▶ WORK INSTRUCTION: Scan the lines below for the word "references". Copy each line you find it in.

▶ INFORMATION PROVIDED:
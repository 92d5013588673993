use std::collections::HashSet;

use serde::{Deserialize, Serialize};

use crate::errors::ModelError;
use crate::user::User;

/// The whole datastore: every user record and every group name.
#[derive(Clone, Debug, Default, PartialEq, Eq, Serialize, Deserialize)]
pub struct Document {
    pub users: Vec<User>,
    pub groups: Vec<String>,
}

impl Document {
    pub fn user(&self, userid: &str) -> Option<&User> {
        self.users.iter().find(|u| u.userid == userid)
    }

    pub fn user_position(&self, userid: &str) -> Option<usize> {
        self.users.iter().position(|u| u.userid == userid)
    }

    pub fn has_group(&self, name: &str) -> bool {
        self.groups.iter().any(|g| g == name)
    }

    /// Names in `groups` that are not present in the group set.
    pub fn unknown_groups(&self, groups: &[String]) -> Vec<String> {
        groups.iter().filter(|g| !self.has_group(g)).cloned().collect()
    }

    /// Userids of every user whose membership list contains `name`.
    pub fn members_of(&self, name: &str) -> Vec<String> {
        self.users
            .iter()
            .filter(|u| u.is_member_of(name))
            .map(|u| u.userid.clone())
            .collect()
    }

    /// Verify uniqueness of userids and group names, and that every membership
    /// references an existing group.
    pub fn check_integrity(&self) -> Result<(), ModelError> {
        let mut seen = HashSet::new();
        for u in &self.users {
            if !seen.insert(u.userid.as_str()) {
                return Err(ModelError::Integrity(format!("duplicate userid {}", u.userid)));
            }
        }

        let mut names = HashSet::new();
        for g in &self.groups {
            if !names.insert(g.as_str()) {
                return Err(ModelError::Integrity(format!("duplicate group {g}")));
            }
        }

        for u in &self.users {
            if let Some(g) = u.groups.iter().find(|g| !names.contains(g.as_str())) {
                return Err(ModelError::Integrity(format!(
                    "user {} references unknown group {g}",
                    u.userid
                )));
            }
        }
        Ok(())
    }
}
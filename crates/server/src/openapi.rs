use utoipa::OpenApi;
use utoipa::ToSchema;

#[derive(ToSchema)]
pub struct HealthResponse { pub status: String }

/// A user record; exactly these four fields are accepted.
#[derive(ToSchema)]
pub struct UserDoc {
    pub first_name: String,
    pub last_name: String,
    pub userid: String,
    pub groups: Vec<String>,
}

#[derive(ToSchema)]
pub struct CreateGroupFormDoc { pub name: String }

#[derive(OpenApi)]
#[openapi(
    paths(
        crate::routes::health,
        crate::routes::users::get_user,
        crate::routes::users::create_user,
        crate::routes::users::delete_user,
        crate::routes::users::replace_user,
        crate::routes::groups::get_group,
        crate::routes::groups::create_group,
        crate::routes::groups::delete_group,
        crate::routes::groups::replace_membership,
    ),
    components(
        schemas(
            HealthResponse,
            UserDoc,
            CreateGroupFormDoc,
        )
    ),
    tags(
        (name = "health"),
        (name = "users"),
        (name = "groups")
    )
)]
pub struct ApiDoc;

▶ RESULT OF THE EXERCISE:
    /// references an existing group.
                    "user {} references unknown group {g}",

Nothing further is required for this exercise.